§ **Dataset**
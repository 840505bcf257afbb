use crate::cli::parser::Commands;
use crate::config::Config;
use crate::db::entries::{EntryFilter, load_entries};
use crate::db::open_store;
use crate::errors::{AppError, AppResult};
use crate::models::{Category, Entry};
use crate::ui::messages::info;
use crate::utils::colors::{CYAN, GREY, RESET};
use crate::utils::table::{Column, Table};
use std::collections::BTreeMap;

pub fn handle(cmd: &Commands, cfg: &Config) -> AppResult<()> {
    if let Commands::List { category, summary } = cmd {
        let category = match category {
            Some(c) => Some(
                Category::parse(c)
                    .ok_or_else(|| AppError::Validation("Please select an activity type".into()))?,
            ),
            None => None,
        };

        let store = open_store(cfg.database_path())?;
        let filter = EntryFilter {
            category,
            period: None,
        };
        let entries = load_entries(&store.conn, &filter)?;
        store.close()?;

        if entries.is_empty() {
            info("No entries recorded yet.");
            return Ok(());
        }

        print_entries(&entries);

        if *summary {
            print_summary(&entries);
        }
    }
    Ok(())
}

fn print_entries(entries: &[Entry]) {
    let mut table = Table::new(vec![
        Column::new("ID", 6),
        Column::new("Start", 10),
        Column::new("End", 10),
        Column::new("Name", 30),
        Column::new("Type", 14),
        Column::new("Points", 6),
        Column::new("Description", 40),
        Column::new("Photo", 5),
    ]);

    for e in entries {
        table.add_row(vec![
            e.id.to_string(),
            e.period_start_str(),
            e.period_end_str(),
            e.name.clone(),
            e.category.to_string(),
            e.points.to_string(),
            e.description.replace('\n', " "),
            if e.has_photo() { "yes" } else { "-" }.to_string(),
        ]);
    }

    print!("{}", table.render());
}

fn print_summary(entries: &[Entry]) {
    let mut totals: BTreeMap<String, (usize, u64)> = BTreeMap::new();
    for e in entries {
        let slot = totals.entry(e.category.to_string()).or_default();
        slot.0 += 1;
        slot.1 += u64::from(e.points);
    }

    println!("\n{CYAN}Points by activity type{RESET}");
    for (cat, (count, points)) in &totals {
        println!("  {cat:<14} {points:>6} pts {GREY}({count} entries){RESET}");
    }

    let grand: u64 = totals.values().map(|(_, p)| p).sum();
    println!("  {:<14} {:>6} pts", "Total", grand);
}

...

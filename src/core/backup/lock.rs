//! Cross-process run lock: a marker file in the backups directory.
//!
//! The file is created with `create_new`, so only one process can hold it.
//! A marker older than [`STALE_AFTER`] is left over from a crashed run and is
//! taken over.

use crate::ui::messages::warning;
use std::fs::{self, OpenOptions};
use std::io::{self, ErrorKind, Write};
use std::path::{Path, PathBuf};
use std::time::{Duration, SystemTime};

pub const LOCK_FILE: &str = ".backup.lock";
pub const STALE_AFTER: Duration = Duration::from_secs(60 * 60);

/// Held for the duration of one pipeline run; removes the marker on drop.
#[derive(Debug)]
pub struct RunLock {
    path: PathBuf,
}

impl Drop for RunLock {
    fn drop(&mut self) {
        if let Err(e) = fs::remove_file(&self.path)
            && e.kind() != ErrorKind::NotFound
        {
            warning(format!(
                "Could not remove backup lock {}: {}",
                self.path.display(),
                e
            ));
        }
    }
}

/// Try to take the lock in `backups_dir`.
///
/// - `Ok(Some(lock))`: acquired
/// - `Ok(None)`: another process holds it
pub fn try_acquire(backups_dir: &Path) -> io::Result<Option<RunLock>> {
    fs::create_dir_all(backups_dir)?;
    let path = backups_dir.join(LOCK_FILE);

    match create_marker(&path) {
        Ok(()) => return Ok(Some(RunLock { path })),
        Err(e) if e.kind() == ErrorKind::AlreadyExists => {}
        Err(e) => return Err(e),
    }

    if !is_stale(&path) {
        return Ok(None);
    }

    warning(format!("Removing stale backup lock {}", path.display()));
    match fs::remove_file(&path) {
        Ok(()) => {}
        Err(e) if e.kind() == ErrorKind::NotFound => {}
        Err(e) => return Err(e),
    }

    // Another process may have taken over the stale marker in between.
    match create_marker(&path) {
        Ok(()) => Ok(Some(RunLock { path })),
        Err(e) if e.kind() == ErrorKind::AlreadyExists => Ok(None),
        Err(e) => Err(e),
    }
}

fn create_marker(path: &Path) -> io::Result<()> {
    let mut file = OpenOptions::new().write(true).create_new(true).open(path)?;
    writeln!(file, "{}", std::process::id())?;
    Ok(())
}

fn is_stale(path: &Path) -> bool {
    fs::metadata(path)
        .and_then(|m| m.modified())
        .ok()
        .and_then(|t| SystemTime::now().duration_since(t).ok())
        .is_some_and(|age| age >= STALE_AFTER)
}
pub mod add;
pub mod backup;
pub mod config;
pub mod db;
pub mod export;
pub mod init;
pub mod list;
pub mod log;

§ **Assigned task**
Collect the lines of the records that include the string "slot".

§ **Response**
        let slot = totals.entry(e.category.to_string()).or_default();
        slot.0 += 1;
        slot.1 += u64::from(e.points);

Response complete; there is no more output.